Aloin as a Potential Anti‐Breast Cancer Agent: Insights From Molecular Docking and Density Functional Theory (DFT) Analysis
Aqsa Laraib, Shafiq UrRehman, Saba Jamil, Muhammad Anjum Zia, Shabbir Muhammad, Shamsa Bibi, Noman Ali, Mehboob Hassan, Muhammad Umar Nadeem, Fu‐Quan Bai
Abstract
Abstract Breast Cancer is one of the main causes of death in the world among women. The basic purpose of this research is to determine the structural stability of aloin with six breast cancer‐causing receptor proteins to ensure its anticancer capability using docking analysis and computational studies.

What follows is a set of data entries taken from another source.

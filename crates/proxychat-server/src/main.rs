use anyhow::{Context, Result};
use proxychat_delivery::{
    DeliveryService, KeyValueStore, MemoryPresenceStore, MemoryStore, PresenceStore, RedisStore,
};
use std::sync::Arc;
use tokio_util::sync::CancellationToken;
use tracing::{info, warn};

mod config;
mod db;
mod server;
mod telemetry;

pub use config::{ServerConfig, StoreBackend};

#[tokio::main]
async fn main() -> Result<()> {
    dotenvy::dotenv().ok();

    // Initialize telemetry
    if telemetry::json_requested() {
        telemetry::init().map_err(|e| anyhow::anyhow!("Failed to init telemetry: {}", e))?;
    } else {
        telemetry::init_local()
            .map_err(|e| anyhow::anyhow!("Failed to init local telemetry: {}", e))?;
    }

    info!("Proxy Chat Server starting...");
    info!("Version: {}", env!("CARGO_PKG_VERSION"));

    // Load configuration
    let server_config =
        ServerConfig::from_env().context("Failed to load server configuration")?;
    server_config.log_config();

    let store: Arc<dyn KeyValueStore> = match server_config.store {
        StoreBackend::Redis => Arc::new(
            RedisStore::connect(&server_config.redis_url)
                .await
                .context("Failed to connect to Redis")?,
        ),
        StoreBackend::Memory => Arc::new(MemoryStore::new()),
    };

    let presence: Arc<dyn PresenceStore> = match &server_config.database_url {
        Some(url) => Arc::new(
            db::PgPresenceStore::connect(url)
                .await
                .context("Failed to connect to presence database")?,
        ),
        None => Arc::new(MemoryPresenceStore::new()),
    };

    let instance_id = uuid::Uuid::new_v4().to_string();
    info!(instance_id = %instance_id, "Delivery service initialized");
    let delivery = DeliveryService::new(
        store,
        presence,
        server_config.delivery_config(),
        instance_id,
    );

    let stop_token = CancellationToken::new();
    let relay_handle = delivery.spawn_relay(stop_token.clone());
    tokio::spawn(watch_signals(stop_token.clone()));

    let listener = tokio::net::TcpListener::bind(server_config.bind_addr)
        .await
        .with_context(|| format!("Failed to bind {}", server_config.bind_addr))?;

    let state = Arc::new(server::AppState::new(delivery, stop_token.clone()));
    let result = server::start(state, listener).await;

    // The server may also stop on its own (listener error)
    stop_token.cancel();
    if let Err(e) = relay_handle.await {
        warn!("Relay task failed: {}", e);
    }

    info!("Proxy Chat Server stopped");
    result
}

/// Cancel `stop_token` on Ctrl-C or SIGTERM.
async fn watch_signals(stop_token: CancellationToken) {
    #[cfg(unix)]
    {
        use tokio::signal::unix::{signal, SignalKind};

        match signal(SignalKind::terminate()) {
            Ok(mut sigterm) => {
                tokio::select! {
                    _ = sigterm.recv() => {
                        info!("SIGTERM received, initiating graceful shutdown...");
                    }
                    _ = tokio::signal::ctrl_c() => {
                        info!("SIGINT received, initiating graceful shutdown...");
                    }
                }
            }
            Err(e) => {
                warn!("Failed to install SIGTERM handler: {}", e);
                tokio::signal::ctrl_c().await.ok();
                info!("Ctrl-C received, initiating graceful shutdown...");
            }
        }
    }
    #[cfg(not(unix))]
    {
        tokio::signal::ctrl_c().await.ok();
        info!("Ctrl-C received, initiating graceful shutdown...");
    }

    stop_token.cancel();
}
//! Redis implementation of [`KeyValueStore`].

use std::fmt;
use std::time::Duration;

use async_trait::async_trait;
use futures::StreamExt;
use redis::aio::ConnectionManager;
use redis::AsyncCommands;
use tracing::{debug, info, warn};

use super::{KeyValueStore, PublishedMessage, PublishedStream};
use crate::Result;

/// Redis-backed store shared by every server instance.
///
/// Commands go through a `ConnectionManager`, which reconnects on its own.
/// Each pattern subscription opens a dedicated pub/sub connection.
#[derive(Clone)]
pub struct RedisStore {
    client: redis::Client,
    conn: ConnectionManager,
}

impl RedisStore {
    /// Connect to a Redis server.
    ///
    /// Supports both redis:// and rediss:// (TLS) URLs.
    pub async fn connect(url: &str) -> Result<Self> {
        let client = redis::Client::open(url)?;
        let conn = ConnectionManager::new(client.clone()).await?;
        info!("Connected to Redis");
        Ok(Self { client, conn })
    }

    fn conn(&self) -> ConnectionManager {
        self.conn.clone()
    }
}

impl fmt::Debug for RedisStore {
    fn fmt(&self, f: &mut fmt::Formatter<'_>) -> fmt::Result {
        f.debug_struct("RedisStore").finish_non_exhaustive()
    }
}

#[async_trait]
impl KeyValueStore for RedisStore {
    async fn list_push_head(&self, key: &str, value: &str) -> Result<()> {
        let _: () = self.conn().lpush(key, value).await?;
        Ok(())
    }

    async fn list_range(&self, key: &str) -> Result<Vec<String>> {
        Ok(self.conn().lrange(key, 0, -1).await?)
    }

    async fn list_take_all(&self, key: &str) -> Result<Vec<String>> {
        let mut conn = self.conn();
        let (items, _deleted): (Vec<String>, i64) = redis::pipe()
            .atomic()
            .lrange(key, 0, -1)
            .del(key)
            .query_async(&mut conn)
            .await?;
        Ok(items)
    }

    async fn delete(&self, key: &str) -> Result<()> {
        let _: () = self.conn().del(key).await?;
        Ok(())
    }

    async fn expire(&self, key: &str, ttl: Duration) -> Result<()> {
        // EXPIRE has whole-second resolution; never round a TTL down to zero.
        let seconds = ttl.as_secs().max(1) as i64;
        let _: () = self.conn().expire(key, seconds).await?;
        Ok(())
    }

    async fn set_add(&self, key: &str, member: &str) -> Result<bool> {
        let added: i64 = self.conn().sadd(key, member).await?;
        Ok(added > 0)
    }

    async fn set_members(&self, key: &str) -> Result<Vec<String>> {
        Ok(self.conn().smembers(key).await?)
    }

    async fn set_is_member(&self, key: &str, member: &str) -> Result<bool> {
        Ok(self.conn().sismember(key, member).await?)
    }

    async fn hash_set(&self, key: &str, field: &str, value: &str) -> Result<()> {
        let _: () = self.conn().hset(key, field, value).await?;
        Ok(())
    }

    async fn hash_delete(&self, key: &str, field: &str) -> Result<()> {
        let _: () = self.conn().hdel(key, field).await?;
        Ok(())
    }

    async fn publish(&self, channel: &str, payload: &str) -> Result<()> {
        let receivers: i64 = self.conn().publish(channel, payload).await?;
        debug!(channel = %channel, receivers = receivers, "Published message");
        Ok(())
    }

    async fn psubscribe(&self, pattern: &str) -> Result<PublishedStream> {
        let mut pubsub = self.client.get_async_pubsub().await?;
        pubsub.psubscribe(pattern).await?;
        info!(pattern = %pattern, "Subscribed to Redis pattern");

        let stream = pubsub.into_on_message().filter_map(|msg| async move {
            let channel = msg.get_channel_name().to_string();
            match msg.get_payload::<String>() {
                Ok(payload) => Some(PublishedMessage { channel, payload }),
                Err(e) => {
                    warn!(channel = %channel, error = %e, "Failed to read Pub/Sub payload");
                    None
                }
            }
        });

        Ok(stream.boxed())
    }

    async fn ping(&self) -> Result<()> {
        let mut conn = self.conn();
        let _: String = redis::cmd("PING").query_async(&mut conn).await?;
        Ok(())
    }
}
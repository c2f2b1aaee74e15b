//! # proxychat-delivery
//!
//! Real-time message delivery for Proxy Chat.
//!
//! Clients hold one WebSocket stream per user. This crate decides, for every
//! message a client sends, how each recipient is reached and keeps the
//! per-connection state needed to do so. It is embedded in `proxychat-server`.
//!
//! ## Architecture
//!
//! - **Registry**: process-local map of user id to live stream
//! - **Router**: local delivery, or offline queue plus relay publish
//! - **Offline Queue**: per-user FIFO with TTL in the shared store
//! - **Relay**: pub/sub subscriber delivering messages published by other
//!   processes to recipients registered here
//! - **Sessions**: connect, drain backlog, read, tear down
//!
//! Delivery is best-effort, at-least-once for recipients that reconnect
//! before their backlog expires, and never acknowledged to the sender.

pub mod config;
pub mod groups;
pub mod message;
pub mod offline;
pub mod presence;
pub mod registry;
pub mod relay;
pub mod router;
pub mod service;
pub mod session;
pub mod store;

mod error;
mod types;

pub use config::DeliveryConfig;
pub use error::{DeliveryError, Result};
pub use message::{ChatMessage, MessageKind, RouteTarget};
pub use presence::{MemoryPresenceStore, PresenceStore};
pub use registry::{ConnectionRegistry, Outbound, SendResult};
pub use router::{DispatchReport, MessageRouter, RecipientOutcome};
pub use service::DeliveryService;
pub use session::{Session, SessionManager, SessionOutbound, SessionState};
pub use store::{KeyValueStore, MemoryStore, RedisStore};
pub use types::*;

Density function theory (DFT) has optimized the molecular geometry with the 6–311++G (d,p) basis set and B3LYP method. FMO analysis has identified the energy gap of 4.61 eV between LUMO and HOMO that influenced the interactions during the docking of target receptor proteins. The electrophilic and nucleophilic regions were observed with the molecular electrostatic potential (MEP) color grading of aloin ranges from −7.246 to 7.246 e −2 (a.u.). To determine the charge transfer across the aloin, a Mulliken charge analysis was performed. Protein validation analysis conducted through PROCHECK suggests that protein AKT1 and EGFR are stronger among all receptor proteins. The docking analysis determined the binding scores of aloin with EGFR, GSK3β, AKT1, BRCA2, P38α, and PDK1. The receptor EGFR showed the best binding affinity of −9.1 kcal/mol with the ligand. On the other hand, BRCA2 and P38α showed the best hydrogen bonding interactions with aloin. Furthermore, the ADMET analysis conducted using the pkCSM online database indicated that aloin is likely to demonstrate the highest intestinal absorption and a favorable total clearance rate. From the computational and docking results, it is suggested that the aloin may act as a good inhibitor against breast cancer by targeting these receptor proteins in breast cancer cells.